Literature and comics are each in their own specific ways ‘temporal arts’, unfolding sequences
of action, collapsing or contrasting story time and discourse time, and representing temporal
sequences in narrative or visual-spatial ways. Both media can deviate from chronological time
and work with flashbacks and flashforwards, fragmentation, thus evoking, for instance, the
layering of time and simultaneity. When representing experiences of ‘otherness’ due to illness
 and/or disability, perceptions of time that deviate from normal chronometry gain center stage:
 In the face of unexpected physical or psychic changes, subjective time may stretch or contract,
 bring one’s past and present into aggressive collision or cast a spotlight on mortality itself. 

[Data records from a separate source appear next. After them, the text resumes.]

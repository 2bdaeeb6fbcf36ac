use crate::domain::step::StepDefinition;
use crate::CoreError;

/// A named, ordered sequence of steps attached to a model class
#[derive(Debug, Clone)]
pub struct FlowDefinition {
    /// Key of the flow, unique within its model class
    pub key: String,

    /// Human-readable title
    pub title: Option<String>,

    /// Marks the flow for [`FlowEngine::apply_auto_flows`].
    ///
    /// Creating a model never applies flows by itself; the caller runs auto
    /// flows once the instance is initialized.
    ///
    /// [`FlowEngine::apply_auto_flows`]: crate::FlowEngine::apply_auto_flows
    pub auto: bool,

    steps: Vec<StepDefinition>,
}

impl FlowDefinition {
    /// Create an empty on-demand flow
    pub fn new(key: impl Into<String>) -> Self {
        Self {
            key: key.into(),
            title: None,
            auto: false,
            steps: Vec::new(),
        }
    }

    /// Mark the flow as auto-applied
    pub fn with_auto(mut self, auto: bool) -> Self {
        self.auto = auto;
        self
    }

    /// Set the title
    pub fn with_title(mut self, title: impl Into<String>) -> Self {
        self.title = Some(title.into());
        self
    }

    /// Append a step; a step with the same key is replaced in place
    pub fn with_step(mut self, step: StepDefinition) -> Self {
        self.insert_step(step);
        self
    }

    /// Insert a step, keeping the position of an existing step with the same key
    pub fn insert_step(&mut self, step: StepDefinition) {
        match self.steps.iter_mut().find(|existing| existing.key == step.key) {
            Some(existing) => *existing = step,
            None => self.steps.push(step),
        }
    }

    /// Steps in execution order
    pub fn steps(&self) -> &[StepDefinition] {
        &self.steps
    }

    /// Look up a step by key
    pub fn step(&self, key: &str) -> Option<&StepDefinition> {
        self.steps.iter().find(|step| step.key == key)
    }

    /// Validate the flow definition
    pub fn validate(&self) -> Result<(), CoreError> {
        if self.key.trim().is_empty() {
            return Err(CoreError::InvalidRegistration(
                "Flow key must not be empty".to_string(),
            ));
        }

        if let Some(step) = self.steps.iter().find(|step| step.key.trim().is_empty()) {
            return Err(CoreError::InvalidRegistration(format!(
                "Flow '{}' has a step with an empty key (title: {:?})",
                self.key, step.title
            )));
        }

        Ok(())
    }
}
//! Execution context threaded through the steps of one flow application

use serde_json::{Map, Value};
use std::sync::atomic::{AtomicBool, Ordering};
use std::sync::{Arc, Mutex, PoisonError};

use crate::application::flow_engine::FlowEngine;
use crate::domain::model::FlowModel;
use crate::types::Props;

/// Context handed to every step handler of a flow application.
///
/// Cloning is cheap; all clones of one application share the accumulated
/// step results and the exit flag.
#[derive(Clone)]
pub struct FlowContext {
    engine: FlowEngine,
    model: Arc<FlowModel>,
    flow_key: String,
    params: Value,
    step_results: Arc<Mutex<Map<String, Value>>>,
    exited: Arc<AtomicBool>,
}

impl FlowContext {
    pub(crate) fn new(
        engine: FlowEngine,
        model: Arc<FlowModel>,
        flow_key: impl Into<String>,
        params: Value,
    ) -> Self {
        Self {
            engine,
            model,
            flow_key: flow_key.into(),
            params,
            step_results: Arc::new(Mutex::new(Map::new())),
            exited: Arc::new(AtomicBool::new(false)),
        }
    }

    /// The model the flow is applied to
    pub fn model(&self) -> &Arc<FlowModel> {
        &self.model
    }

    /// The owning engine
    pub fn engine(&self) -> &FlowEngine {
        &self.engine
    }

    /// Key of the flow being applied
    pub fn flow_key(&self) -> &str {
        &self.flow_key
    }

    /// Parameters the flow application was invoked with
    pub fn params(&self) -> &Value {
        &self.params
    }

    /// Snapshot of the engine-wide context bag
    pub fn shared_context(&self) -> Props {
        self.engine.get_context()
    }

    /// Result recorded by an earlier step of this application
    pub fn step_result(&self, step_key: &str) -> Option<Value> {
        self.step_results
            .lock()
            .unwrap_or_else(PoisonError::into_inner)
            .get(step_key)
            .cloned()
    }

    /// All step results recorded so far, keyed by step
    pub fn step_results(&self) -> Map<String, Value> {
        self.step_results
            .lock()
            .unwrap_or_else(PoisonError::into_inner)
            .clone()
    }

    pub(crate) fn record_step_result(&self, step_key: &str, result: Value) {
        self.step_results
            .lock()
            .unwrap_or_else(PoisonError::into_inner)
            .insert(step_key.to_string(), result);
    }

    /// Stop the application after the current step
    pub fn exit(&self) {
        self.exited.store(true, Ordering::SeqCst);
    }

    /// Whether a step asked to stop
    pub fn is_exited(&self) -> bool {
        self.exited.load(Ordering::SeqCst)
    }
}

impl std::fmt::Debug for FlowContext {
    fn fmt(&self, f: &mut std::fmt::Formatter<'_>) -> std::fmt::Result {
        f.debug_struct("FlowContext")
            .field("uid", &self.model.uid())
            .field("flow_key", &self.flow_key)
            .field("params", &self.params)
            .field("exited", &self.is_exited())
            .finish()
    }
}
use anyhow::Context;
use flowmodel_core::{
    step_fn, CreateModelOptions, EngineConfig, FlowContext, FlowDefinition, FlowEngine,
    ModelClass, StepDefinition,
};
use flowmodel_monitoring::{init_logging, LogExt, MonitoringConfig};
use flowmodel_state_inmemory::InMemoryStateStoreProvider;
use serde_json::{json, Value};
use std::sync::atomic::{AtomicUsize, Ordering};
use std::sync::Arc;
use tracing::info;

/// Outcome of the widget walkthrough
#[derive(Debug)]
struct ScenarioReport {
    title: Option<Value>,
    step_runs: usize,
    stored_records: usize,
}

fn register_widget(engine: &FlowEngine, step_runs: Arc<AtomicUsize>) {
    engine.register_model_class("Widget", ModelClass::new("Widget"));
    engine.register_flow(
        "Widget",
        FlowDefinition::new("default").with_step(
            StepDefinition::inline(
                "setTitle",
                step_fn(move |ctx: FlowContext, params: Value| {
                    let step_runs = step_runs.clone();
                    async move {
                        step_runs.fetch_add(1, Ordering::SeqCst);
                        tokio::task::yield_now().await;
                        ctx.model().set_prop("title", params["title"].clone());
                        Ok(params["title"].clone())
                    }
                }),
            )
            .with_title("Set title"),
        ),
    );
}

async fn run_widget_scenario(engine: &FlowEngine, provider: &InMemoryStateStoreProvider) -> anyhow::Result<ScenarioReport> {
    let step_runs = Arc::new(AtomicUsize::new(0));
    register_widget(engine, step_runs.clone());

    let widget = engine
        .load_or_create_model(CreateModelOptions::new("Widget").with_uid("w1"))
        .await
        .context("Failed to create widget")?;

    let params = json!({"title": "Hello"});
    let (first, second) = tokio::join!(
        widget.apply_flow("default", params.clone()),
        widget.apply_flow("default", params.clone()),
    );
    let first = first.log_err("First application failed")?;
    let second = second.log_err("Second application failed")?;
    info!(first = %first, second = %second, "Both callers settled");

    widget.save().await.log_ok("Widget saved")?;

    Ok(ScenarioReport {
        title: widget.get_prop("title"),
        step_runs: step_runs.load(Ordering::SeqCst),
        stored_records: provider.len().await,
    })
}

#[tokio::main]
async fn main() -> anyhow::Result<()> {
    let monitoring = MonitoringConfig::from_env();
    init_logging(&monitoring)?;

    let engine = FlowEngine::with_config(EngineConfig::from_env());
    let provider = InMemoryStateStoreProvider::new();
    provider.attach(&engine);

    let report = run_widget_scenario(&engine, &provider).await?;
    info!(
        title = ?report.title,
        step_runs = report.step_runs,
        stored_records = report.stored_records,
        "Widget scenario finished"
    );

    Ok(())
}
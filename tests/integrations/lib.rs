// Flowmodel Integration Tests
//
// Cross-crate tests: the core engine persisting through the in-memory store.

/// Shared test infrastructure for integration tests
pub mod utils {
    use async_trait::async_trait;
    use flowmodel_core::{
        ActionOptions, CoreError, FlowContext, FlowDefinition, FlowEngine, ModelClass,
        StepDefinition, StepHandler,
    };
    use flowmodel_state_inmemory::{InMemoryModelRepository, InMemoryStateStoreProvider};
    use serde_json::{json, Value};
    use std::sync::atomic::{AtomicUsize, Ordering};
    use std::sync::Arc;
    use std::time::Duration;

    /// Action that copies its params into the model's props and counts its runs
    #[derive(Default, Clone)]
    pub struct AssignPropsAction {
        /// Number of executions so far
        pub runs: Arc<AtomicUsize>,
        /// Artificial latency, to keep an application pending
        pub delay: Duration,
    }

    impl AssignPropsAction {
        /// Action with a fixed latency
        pub fn with_delay(delay: Duration) -> Self {
            Self {
                delay,
                ..Default::default()
            }
        }

        /// Number of executions so far
        pub fn runs(&self) -> usize {
            self.runs.load(Ordering::SeqCst)
        }
    }

    #[async_trait]
    impl StepHandler for AssignPropsAction {
        async fn handle(&self, ctx: FlowContext, params: Value) -> Result<Value, CoreError> {
            self.runs.fetch_add(1, Ordering::SeqCst);
            if !self.delay.is_zero() {
                tokio::time::sleep(self.delay).await;
            }
            let Value::Object(props) = params else {
                return Err(CoreError::StepExecutionError(
                    "assignProps expects an object".to_string(),
                ));
            };
            ctx.model().set_props(props.clone());
            Ok(Value::Object(props))
        }
    }

    /// Engine with `Page` and `Widget` classes, an `assignProps` action and a
    /// `default` flow on `Widget`, persisting into a fresh in-memory store
    pub fn widget_engine(
        action: AssignPropsAction,
    ) -> (FlowEngine, InMemoryStateStoreProvider, Arc<InMemoryModelRepository>) {
        let engine = FlowEngine::new();
        engine.register_model_class("Page", ModelClass::new("Page").without_flows());
        engine.register_model_class(
            "Widget",
            ModelClass::new("Widget").with_default_props(
                json!({"visible": true}).as_object().cloned().unwrap_or_default(),
            ),
        );
        engine
            .register_action((
                "assignProps",
                ActionOptions::new(action).with_title("Assign props"),
            ))
            .expect("action registration");
        engine.register_flow(
            "Widget",
            FlowDefinition::new("default")
                .with_step(StepDefinition::action("assign", "assignProps")),
        );

        let provider = InMemoryStateStoreProvider::new();
        let repository = provider.attach(&engine);
        (engine, provider, repository)
    }
}
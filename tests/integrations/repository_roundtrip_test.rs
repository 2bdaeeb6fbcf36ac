//! Persist models through the in-memory store and bring them back

use flowmodel_core::{CreateModelOptions, FlowEngine, ModelRepository};
use flowmodel_integration_tests::utils::{widget_engine, AssignPropsAction};
use serde_json::json;
use std::sync::Arc;

#[tokio::test]
async fn test_flow_results_survive_a_new_engine() -> anyhow::Result<()> {
    let (engine, provider, repository) = widget_engine(AssignPropsAction::default());

    let widget = engine
        .load_or_create_model(CreateModelOptions::new("Widget").with_uid("w1"))
        .await?;
    assert_eq!(widget.get_prop("visible"), Some(json!(true)));

    widget.apply_flow("default", json!({"title": "Hello"})).await?;
    widget.save().await?;
    assert_eq!(repository.stored("w1").await.map(|s| s.revision), Some(2));

    // a second engine sharing the same storage sees the saved props
    let (other, _, _) = widget_engine(AssignPropsAction::default());
    other.set_model_repository(provider.create_repository());
    let loaded = other.load_model("w1").await?.expect("record should exist");
    assert_eq!(loaded.get_prop("title"), Some(json!("Hello")));
    assert!(!Arc::ptr_eq(&loaded, &widget));

    Ok(())
}

#[tokio::test]
async fn test_destroy_removes_memory_and_storage() -> anyhow::Result<()> {
    let (engine, provider, repository) = widget_engine(AssignPropsAction::default());

    engine
        .load_or_create_model(CreateModelOptions::new("Widget").with_uid("w1"))
        .await?;
    assert_eq!(provider.len().await, 1);

    assert!(engine.destroy_model("w1").await?);
    assert!(engine.get_model("w1").is_none());
    assert!(repository.load("w1").await?.is_none());
    assert!(provider.is_empty().await);

    Ok(())
}

#[tokio::test]
async fn test_engine_without_store_stays_in_memory() -> anyhow::Result<()> {
    let engine = FlowEngine::new();
    engine.register_model_class("Widget", flowmodel_core::ModelClass::new("Widget"));

    assert!(engine.load_model("w1").await?.is_none());
    let model = engine
        .load_or_create_model(CreateModelOptions::new("Widget").with_uid("w1"))
        .await?;
    model.save().await?;
    assert!(engine.destroy_model("w1").await?);

    Ok(())
}
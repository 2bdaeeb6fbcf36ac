use serde_json::{Map, Value};
use sha2::{Digest, Sha256};
use std::collections::BTreeMap;

/// Observable key-value state held by a model instance
pub type Props = Map<String, Value>;

/// Persisted step parameters of a model: flow key -> step key -> params
pub type StepParams = BTreeMap<String, BTreeMap<String, Value>>;

/// Shallow-merge parameter layers into a single JSON object.
///
/// Later layers win. `null` layers are skipped; a non-object layer replaces
/// everything merged so far, which keeps scalar invocation params usable.
pub fn merge_params<'a, I>(layers: I) -> Value
where
    I: IntoIterator<Item = Option<&'a Value>>,
{
    let mut merged = Value::Object(Map::new());

    for layer in layers.into_iter().flatten() {
        match layer {
            Value::Null => {}
            Value::Object(source) => match &mut merged {
                Value::Object(target) => {
                    for (key, value) in source {
                        target.insert(key.clone(), value.clone());
                    }
                }
                _ => merged = layer.clone(),
            },
            other => merged = other.clone(),
        }
    }

    merged
}

/// Rebuild a JSON value with object keys in sorted order at every level
pub fn canonicalize(value: &Value) -> Value {
    match value {
        Value::Object(map) => {
            let sorted: BTreeMap<&String, &Value> = map.iter().collect();
            let mut out = Map::new();
            for (key, inner) in sorted {
                out.insert(key.clone(), canonicalize(inner));
            }
            Value::Object(out)
        }
        Value::Array(items) => Value::Array(items.iter().map(canonicalize).collect()),
        other => other.clone(),
    }
}

/// Stable fingerprint of invocation parameters.
///
/// Two parameter values that differ only in object key order produce the
/// same fingerprint. `null` and an empty object are treated as the same input.
pub fn params_fingerprint(params: &Value) -> String {
    let normalized = match params {
        Value::Null => Value::Object(Map::new()),
        other => canonicalize(other),
    };

    let mut hasher = Sha256::new();
    hasher.update(normalized.to_string().as_bytes());
    let digest = hasher.finalize();
    // 16 bytes is plenty to tell parameter sets apart within one model/flow
    hex::encode(&digest[..16])
}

This workshop focuses on the ways in which literature and comics represent the specific sense
of time that comes along with corporeal experiences. How do the two media show or tell such 
‘extraordinary’ time and what are their aesthetic, individual and sociopolitical repercussions?
 We invite papers on literary texts or comics; comparative perspectives are particularly welcome.

Possible topics include:
– time and the pregnant, pubescent or aging body
– acceleration and deceleration in the context of diagnoses, pain, or chronicity
– the experience of time in life with degenerative diseases
– ‘proliferation’ of time due to incubation and latency
– Nachträglichkeit (belatedness) and flashbacks in the context of traumatic experiences
– a/synchronicities in the context of memories or dementia
– deferral of time and the logic of postponement, e.g. after surgery
– ‘free time’ and latitude during illness
– prophylaxis, aftercare, and patient time management
– mortality and finitude
– perceptions of time in loss and grief

The workshop, held at Freie Universität Berlin, is a joint event of the AG Comicforschung and the PathoGraphics research project located at the Friedrich Schlegel
 Graduate School of Literary Studies (www.fsgs.fu-berlin.de/pathographics). Papers may be
presented in German or English. Speakers will receive a small lump sum towards travel and
accommodation expenses. Due to a planned publication of selected papers, we ask that
submitted abstracts are for papers not already promised elsewhere for publication.
Please send a 300-word-abstract and a short bio to Irmela Marei Krüger-Fürhoff, Stef Lenk and 
Nina Schmidt at pathographics@fsgs.fu-berlin.de by September 1, 2019. Submissions and
presentations are welcome in both German and English.